In 1992, aged just 23 and still a student at the Royal College of Art, Platon was named in British Vogue’s talent contest as the Best Up and Coming Photographer of the Year. Unsurprisingly, this led to countless editorial jobs, including Arena, The Face and Vogue. In 1995, the late John Kennedy Jnr signed him up to snap American bigwigs for the political mag, George, fuelling a lasting interest in politics, especially American (he lives in the USA). He’s snapped more than 100 world leaders; including Clinton; Bush; Obama and Putin (the latter – a cover for Time Magazine – won the World Press Photo 2008 award). The Putin shoot apparently reduced a stressed-out Platon to tears; his account of the whole shebang can be found here on The Guardian website.
He’s also noted for his series of “Service” images depicting U.S. military personnel both during training before deployment and on their return from Iraq. Of it he says:
“We focused on America’s role militarily, and slowly, it morphed into this idea of service — it became less about war and was more about the human story behind the war. We wanted to avoid politics. We had this idea not to photograph anyone famous. This is really about ordinary men and women and families who all give great service. It was certainly an emotional roller coaster and it pushed me so far. That showed the human side of war.”
Not everyone made it home and Platon’s groundbreaking photograph of the grieving mother of Kareem Rashad, a Muslim-American who had died in service, was said to have influenced the USA election; prompting Republican Colin Powell to denounce his own party’s Islamaphobia and back Barack Obama for President. Platon talks about the impact of his photo essay here.
He is the founder of The People’s Portfolio, a nonprofit organization that, via his multi-media story-telling, documents humanitarian efforts from around the globe. It “aspires to create a visual language that breaks barriers, expands dignity, fights discrimination, and enlists the public to support human rights for all”.
As he puts it, “I have been part of the process that makes heroes out of celebrities for a long time and I have found that something is fundamentally shifting in the values of our society. It is time to celebrate a new set of cultural heroes: those that inspire us with their courage, move us with their integrity and their compassion for fellow men and women. If these are the principles that we wish to instill within our society, then we must shine a light on the leaders that best exemplify this core value system.”
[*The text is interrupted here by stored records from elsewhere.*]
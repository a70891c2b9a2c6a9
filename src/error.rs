use thiserror::Error;

use crate::dice::DiceError;
use crate::lobby::membership::JoinRejection;

/// Everything a single client action can fail with.
///
/// None of these are fatal: the hub reports them to the triggering connection
/// as `error_message{text, code}` and carries on.
#[derive(Debug, Error, Clone, PartialEq, Eq)]
pub enum SessionError {
    /// Malformed dice expression, command syntax or message payload.
    #[error("{0}")]
    Validation(String),

    /// Caller lacks the role or ownership required.
    #[error("{0}")]
    Unauthorized(String),

    /// Unknown member, scene, choice, token, quest or campaign key.
    #[error("{0}")]
    NotFound(String),

    /// Lobby is locked for players until the campaign starts.
    #[error("This lobby is locked until the GM starts the campaign")]
    Locked,

    /// Per-connection rate limit hit.
    #[error("Slow down: retry in {retry_after_ms} ms")]
    RateExceeded { retry_after_ms: u64 },

    /// Join refused.
    #[error("{0}")]
    Rejected(JoinRejection),
}

impl SessionError {
    pub fn validation(msg: impl Into<String>) -> Self {
        SessionError::Validation(msg.into())
    }

    pub fn unauthorized(msg: impl Into<String>) -> Self {
        SessionError::Unauthorized(msg.into())
    }

    pub fn not_found(msg: impl Into<String>) -> Self {
        SessionError::NotFound(msg.into())
    }

    /// Short machine-readable code sent alongside the text.
    pub fn code(&self) -> &'static str {
        match self {
            SessionError::Validation(_) => "validation",
            SessionError::Unauthorized(_) => "unauthorized",
            SessionError::NotFound(_) => "not_found",
            SessionError::Locked => "locked",
            SessionError::RateExceeded { .. } => "rate_limited",
            SessionError::Rejected(_) => "rejected",
        }
    }
}

impl From<DiceError> for SessionError {
    fn from(e: DiceError) -> Self {
        SessionError::Validation(e.to_string())
    }
}

impl From<JoinRejection> for SessionError {
    fn from(r: JoinRejection) -> Self {
        SessionError::Rejected(r)
    }
}
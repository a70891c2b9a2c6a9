//! Input sanitizing shared by every lobby engine.
//!
//! Clients are untrusted: any string may be empty, enormous or full of control
//! characters, and any number may be out of range. Nothing here fails; every
//! helper turns hostile input into a bounded value.

/// Trim, drop control characters and cut to at most `max_chars` characters.
pub fn clean_text(raw: &str, max_chars: usize) -> String {
    raw.trim()
        .chars()
        .filter(|c| !c.is_control())
        .take(max_chars)
        .collect::<String>()
        .trim_end()
        .to_string()
}

/// Like [clean_text] but keeps line breaks, for multi-line scene content and notes.
pub fn clean_multiline(raw: &str, max_chars: usize) -> String {
    raw.trim()
        .chars()
        .filter(|c| *c == '\n' || !c.is_control())
        .take(max_chars)
        .collect()
}

/// Clean a value and fall back to `default` when nothing printable is left.
pub fn clean_or(raw: &str, max_chars: usize, default: &str) -> String {
    let cleaned = clean_text(raw, max_chars);
    if cleaned.is_empty() {
        default.to_string()
    } else {
        cleaned
    }
}

/// Identifier-like keys (macro names, token ids): lowercase ASCII letters,
/// digits, `-` and `_` only.
pub fn clean_key(raw: &str, max_chars: usize) -> String {
    raw.trim()
        .chars()
        .filter(|c| c.is_ascii_alphanumeric() || *c == '-' || *c == '_')
        .take(max_chars)
        .collect::<String>()
        .to_ascii_lowercase()
}

/// Accept `#rgb`/`#rrggbb` hex colors or short alphabetic CSS names; anything
/// else becomes `default`.
pub fn clean_color(raw: &str, default: &str) -> String {
    let c = raw.trim();
    let is_hex = c.starts_with('#')
        && matches!(c.len(), 4 | 7)
        && c[1..].chars().all(|ch| ch.is_ascii_hexdigit());
    let is_named = !c.is_empty() && c.len() <= 20 && c.chars().all(|ch| ch.is_ascii_alphabetic());
    if is_hex || is_named {
        c.to_ascii_lowercase()
    } else {
        default.to_string()
    }
}

/// Case-folded form used for bans and name collisions.
pub fn fold(name: &str) -> String {
    name.to_lowercase()
}

#[cfg(test)]
mod tests {
    use super::*;

    #[test]
    fn clean_text_strips_and_truncates() {
        assert_eq!(clean_text("  Rin\u{0}\n ", 24), "Rin");
        assert_eq!(clean_text("abcdef", 3), "abc");
        assert_eq!(clean_text("ab   cd", 4), "ab");
    }

    #[test]
    fn clean_or_defaults_when_empty() {
        assert_eq!(clean_or("   ", 10, "Adventurer"), "Adventurer");
        assert_eq!(clean_or("\u{1b}", 10, "x"), "x");
    }

    #[test]
    fn multiline_keeps_newlines() {
        assert_eq!(clean_multiline("a\nb\u{7}", 10), "a\nb");
    }

    #[test]
    fn keys_are_lowercase_ascii() {
        assert_eq!(clean_key(" Fire Bolt! ", 20), "firebolt");
        assert_eq!(clean_key("tok_1-A", 20), "tok_1-a");
    }

    #[test]
    fn colors_fall_back() {
        assert_eq!(clean_color("#FFAA00", "#000"), "#ffaa00");
        assert_eq!(clean_color("teal", "#000"), "teal");
        assert_eq!(clean_color("url(javascript:x)", "#000"), "#000");
        assert_eq!(clean_color("#12", "#000"), "#000");
    }
}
I find his work completely arresting in its simplicity. There’s no big production here – especially with the tight headshots – but you’re still drawn straight into the image; you cannot look away.
All in all, an incredible photographer and, by the sound of things, a thoroughly decent chap who, in spite of his success, remains totally grounded and focused on using his talent to best effect. (All images on this page are his copyright so, hopefully, he won’t sue me for using them in homage to him.)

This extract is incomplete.